- From: Sw Fan <swfan1998@yahoo.com>
- Date: Fri, 27 Mar 2009 02:09:17 -0700 (PDT)
- To: public-swbp-wg@w3.org
- Message-ID: <669473.90185.qm@web111010.mail.gq1.yahoo.com>
Dear all,
I've a question about the example for the Approach 1 in Representing Classes As Property Values on the Semantic Web. Below is the text extracted from the document:
{{
For instance, we may want to define a class of all books about animals—BookAboutAnimals—that
our animal books will be instances of and we want to restrict the range of
values for the dc:subject property for the BookAboutAnimals
class to the class Animal and its subclasses.
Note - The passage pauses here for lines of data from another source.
//! Relay actor: one broadcast mailbox per position.
//!
//! The owning cell publishes once per generation. The relay then places one
//! copy into every read slot subscribed to it. Each slot is a channel of
//! capacity one, so the relay holds exactly `reader_count` buffered values:
//! the publisher never waits on an individual reader, and every reader gets
//! exactly one value per generation.
//!
//! A reader that falls behind simply leaves its slot full; the relay waits
//! on that slot before delivering the next generation, which keeps the
//! per-slot order equal to generation order.

use std::sync::Arc;

use lattice_topology::Subscription;
use tokio::sync::mpsc;
use tokio_util::sync::CancellationToken;
use tracing::{debug, trace};

use crate::error::{ActorId, Error, Result};
use crate::message::{until_cancelled, Stamped};
use crate::telemetry::Telemetry;

/// One read slot fed by a relay.
#[derive(Debug)]
pub struct Outlet {
    pub subscription: Subscription,
    pub tx: mpsc::Sender<Stamped>,
}

/// Fan-out mailbox for the state of one position.
pub struct RelayActor {
    position: usize,
    inbox: mpsc::Receiver<Stamped>,
    outlets: Vec<Outlet>,
    generation: u64,
    cancel: CancellationToken,
    telemetry: Option<Arc<Telemetry>>,
}

impl RelayActor {
    pub fn new(
        position: usize,
        inbox: mpsc::Receiver<Stamped>,
        outlets: Vec<Outlet>,
        cancel: CancellationToken,
        telemetry: Option<Arc<Telemetry>>,
    ) -> Self {
        Self {
            position,
            inbox,
            outlets,
            generation: 0,
            cancel,
            telemetry,
        }
    }

    pub fn position(&self) -> usize {
        self.position
    }

    /// Copies delivered per generation.
    pub fn reader_count(&self) -> usize {
        self.outlets.len()
    }

    /// Relay until the owner stops publishing or the run is cancelled.
    pub async fn run(mut self) -> Result<()> {
        loop {
            let Some(published) = until_cancelled(&self.cancel, self.inbox.recv()).await else {
                debug!(relay = self.position, generation = self.generation, "relay cancelled");
                return Ok(());
            };
            let Some(value) = published else {
                break;
            };

            if value.generation != self.generation {
                return Err(Error::OutOfStep {
                    actor: ActorId::Relay(self.position),
                    expected: self.generation,
                    actual: value.generation,
                });
            }

            for outlet in &self.outlets {
                let Some(sent) = until_cancelled(&self.cancel, outlet.tx.send(value)).await else {
                    debug!(relay = self.position, generation = self.generation, "relay cancelled mid fan-out");
                    return Ok(());
                };
                sent.map_err(|_| Error::Disconnected {
                    actor: ActorId::Cell(outlet.subscription.reader),
                    generation: value.generation,
                })?;
            }

            trace!(
                relay = self.position,
                generation = value.generation,
                state = value.state.bit(),
                readers = self.outlets.len(),
                "relayed"
            );
            if let Some(telemetry) = &self.telemetry {
                telemetry.record_publish(self.position);
            }
            self.generation += 1;
        }

        debug!(relay = self.position, generations = self.generation, "relay drained");
        Ok(())
    }
}

#[cfg(test)]
mod tests {
    use super::*;
    use lattice_rule::CellState;
    use lattice_topology::Slot;

    fn wired(readers: usize) -> (RelayActor, mpsc::Sender<Stamped>, Vec<mpsc::Receiver<Stamped>>, CancellationToken) {
        let cancel = CancellationToken::new();
        let (publish_tx, inbox) = mpsc::channel(1);
        let mut outlets = Vec::new();
        let mut slots = Vec::new();
        for reader in 0..readers {
            let (tx, rx) = mpsc::channel(1);
            outlets.push(Outlet {
                subscription: Subscription { reader, slot: Slot::Middle },
                tx,
            });
            slots.push(rx);
        }
        let relay = RelayActor::new(0, inbox, outlets, cancel.clone(), None);
        (relay, publish_tx, slots, cancel)
    }

    fn stamped(generation: u64, state: CellState) -> Stamped {
        Stamped { generation, state }
    }

    #[tokio::test]
    async fn delivers_exactly_one_copy_per_reader() {
        let (relay, publish, mut slots, _cancel) = wired(3);
        let handle = tokio::spawn(relay.run());

        publish.send(stamped(0, CellState::Alive)).await.unwrap();
        for slot in &mut slots {
            assert_eq!(slot.recv().await, Some(stamped(0, CellState::Alive)));
        }
        // Nothing extra was buffered.
        for slot in &mut slots {
            assert!(slot.try_recv().is_err());
        }

        drop(publish);
        handle.await.unwrap().unwrap();
    }

    #[tokio::test]
    async fn publisher_does_not_wait_for_readers() {
        let (relay, publish, mut slots, _cancel) = wired(2);
        let handle = tokio::spawn(relay.run());

        // Both generations are accepted before anyone reads; the second one
        // waits inside the relay until the slots drain.
        publish.send(stamped(0, CellState::Alive)).await.unwrap();
        publish.send(stamped(1, CellState::Dead)).await.unwrap();

        for slot in &mut slots {
            assert_eq!(slot.recv().await.unwrap().generation, 0);
        }
        for slot in &mut slots {
            assert_eq!(slot.recv().await.unwrap(), stamped(1, CellState::Dead));
        }

        drop(publish);
        handle.await.unwrap().unwrap();
    }

    #[tokio::test]
    async fn rejects_out_of_order_publish() {
        let (relay, publish, _slots, _cancel) = wired(1);
        let handle = tokio::spawn(relay.run());

        publish.send(stamped(3, CellState::Alive)).await.unwrap();
        let err = handle.await.unwrap().unwrap_err();
        assert!(matches!(err, Error::OutOfStep { expected: 0, actual: 3, .. }));
    }

    #[tokio::test]
    async fn cancellation_unblocks_full_slot() {
        let (relay, publish, _slots, cancel) = wired(1);
        let handle = tokio::spawn(relay.run());

        publish.send(stamped(0, CellState::Alive)).await.unwrap();
        publish.send(stamped(1, CellState::Alive)).await.unwrap();
        // Slot still holds generation 0, so the relay is parked on generation 1.
        cancel.cancel();
        handle.await.unwrap().unwrap();
    }
}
One way to define
such restriction is as follows:
:BookAboutAnimals
a owl:Class ;
rdfs:subClassOf :Book ;
rdfs:subClassOf
[ a owl:Class ;
owl:unionOf ([ a owl:Restriction ;
owl:onProperty dc:subject ;
owl:hasValue Animal
]
[ a owl:Restriction ;
owl:onProperty dc:subject ;
owl:someValuesFrom
[ a owl:Restriction ;
owl:onProperty rdfs:subClassOf;
owl:hasValue Animal
]
])
] .
}}
My question is, why do we have to bother defining a union class above? Since a class is a subclass of itself, so from my understanding,
[ a owl:Restriction ;
owl:onProperty dc:subject ;
owl:hasValue Animal
]
has been subsumed by
[ a owl:Restriction ;
owl:onProperty dc:subject ;
owl:someValuesFrom
[ a owl:Restriction ;
owl:onProperty rdfs:subClassOf;
owl:hasValue Animal
]
]
Is there anything I missed here? Thank you!